Витольд был безутешен. Клаша ревела сутками, не переставая, как будто Берта была ее кровной родственницей. Фантомов недоумевал, как случилось, что он, такой опытный врач, проглядел страшную болезнь своей соседки и не предпринял своевременных мер по ее лечению. Куковкина молниеносно собрала с нескольких организаций – везде, где когда-то работала сама или с Бертой, – средства на похороны, и так много, что на оставшиеся деньги Витольд с дочкой жили безбедно еще месяц.
Только Людвика сохраняла странное для одиннадцатилетней девочки молчание и спокойствие: она не плакала, не суетилась, не убивалась, а стойко продолжала свой обычный марафонский бег по кругу – школа, кружки, занятия дома, репетиции танцев, стихов и пьес, снова школа. Лишь музицирование гулкой зияющей тишиной выпадало из этого списка. К Blüthner’у она больше не подходила, словно боялась услышать засевшие в нем знакомые мелодии, слишком напоминавшие о Берте, и, проходя мимо пианино, сторонилась, чтобы ненароком его не задеть.
На вопросы о матери Людвика отвечала всегда ясно и четко, пользуясь языком медицинских энциклопедий, что лимфоангиосаркома почти не поддается лечению, диагностировать рано ее очень сложно и чаще она бывает у женщин, которые по какой-то причине отказывались от естественного вскармливания. Взрослые, особенно женщины, понимающе кивали, тяжко вздыхали, утирали платками накатывающие на глаза слезы, но не могли избавиться от неприятного ощущения, что маленькая девочка произносила сложные медицинские термины так спокойно и так бесстрастно, как будто речь шла не о ее матери, а о каком-то чужом человеке – о гипотетическом пациенте, жизнь или болезнь которого не более чем сухой статистический факт, описанный в учебнике по медицине.

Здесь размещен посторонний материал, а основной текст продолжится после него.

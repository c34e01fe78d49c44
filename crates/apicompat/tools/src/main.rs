// Dotlanth
// Copyright (C) 2025 Synerthink

// This program is free software: you can redistribute it and/or modify
// it under the terms of the GNU Affero General Public License as published by
// the Free Software Foundation, either version 3 of the License, or
// (at your option) any later version.

// This program is distributed in the hope that it will be useful,
// but WITHOUT ANY WARRANTY; without even the implied warranty of
// MERCHANTABILITY or FITNESS FOR A PARTICULAR PURPOSE.  See the
// GNU Affero General Public License for more details.

// You should have received a copy of the GNU Affero General Public License
// along with this program.  If not, see <http://www.gnu.org/licenses/>.

//! API Compatibility CLI Tool
//!
//! Main entry point for the apicompat command-line interface.

use apicompat_tools::{Cli, exit_code_for_error, run};
use clap::Parser;
use tracing_subscriber::EnvFilter;

fn main() {
    let cli = Cli::parse();

    // Logs go to stderr so reports on stdout stay machine-readable
    let default_level = if cli.verbose { "info" } else { "warn" };
    let filter = EnvFilter::try_from_default_env().unwrap_or_else(|_| EnvFilter::new(default_level));
    tracing_subscriber::fmt().with_env_filter(filter).with_writer(std::io::stderr).init();

    let code = match run(cli) {
        Ok(code) => code,
        Err(err) => {
            eprintln!("Error: {err:#}");
            exit_code_for_error(&err)
        }
    };
    std::process::exit(code);
}
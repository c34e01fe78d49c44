// Dotlanth
// Copyright (C) 2025 Synerthink

// This program is free software: you can redistribute it and/or modify
// it under the terms of the GNU Affero General Public License as published by
// the Free Software Foundation, either version 3 of the License, or
// (at your option) any later version.

// This program is distributed in the hope that it will be useful,
// but WITHOUT ANY WARRANTY; without even the implied warranty of
// MERCHANTABILITY or FITNESS FOR A PARTICULAR PURPOSE.  See the
// GNU Affero General Public License for more details.

// You should have received a copy of the GNU Affero General Public License
// along with this program.  If not, see <http://www.gnu.org/licenses/>.

//! Differences, baselines and reports
//!
//! Rules append [`Difference`]s to a [`Differences`] sink. The
//! [`DifferenceWriter`] drives rule evaluation over a mapping tree, passes
//! every emitted difference through the [`Baseline`] and collects the result
//! into a [`ComparisonReport`].

pub mod baseline;
pub mod difference;
pub mod report;
pub mod writer;

pub use baseline::{Baseline, BaselineEntry};
pub use difference::{Difference, DifferenceType, Differences};
pub use report::{AssemblyReport, ComparisonReport, ReportFormat};
pub use writer::{DifferenceWriter, WriterState};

Фантомов назвал это защитной психологической реакцией на стресс, а Штейнгауз переключил свое обожание, служение и полное подчинение с Берты на дочь, рано проявлявшую черты материнского характера: хладнокровие, рационализм и некоторый цинизм, которые, как ничто другое, помогли им обоим выжить в трудную минуту.
– Папа, перестань плакать, – строго говорила Людвика, приходя из школы и заставая отца всхлипывающим над курсовыми и контрольными. – Давай будем пить чай. – И, быстро скинув пальто и ботинки, уже деловито ставила чайник и намазывала маслом бутерброды.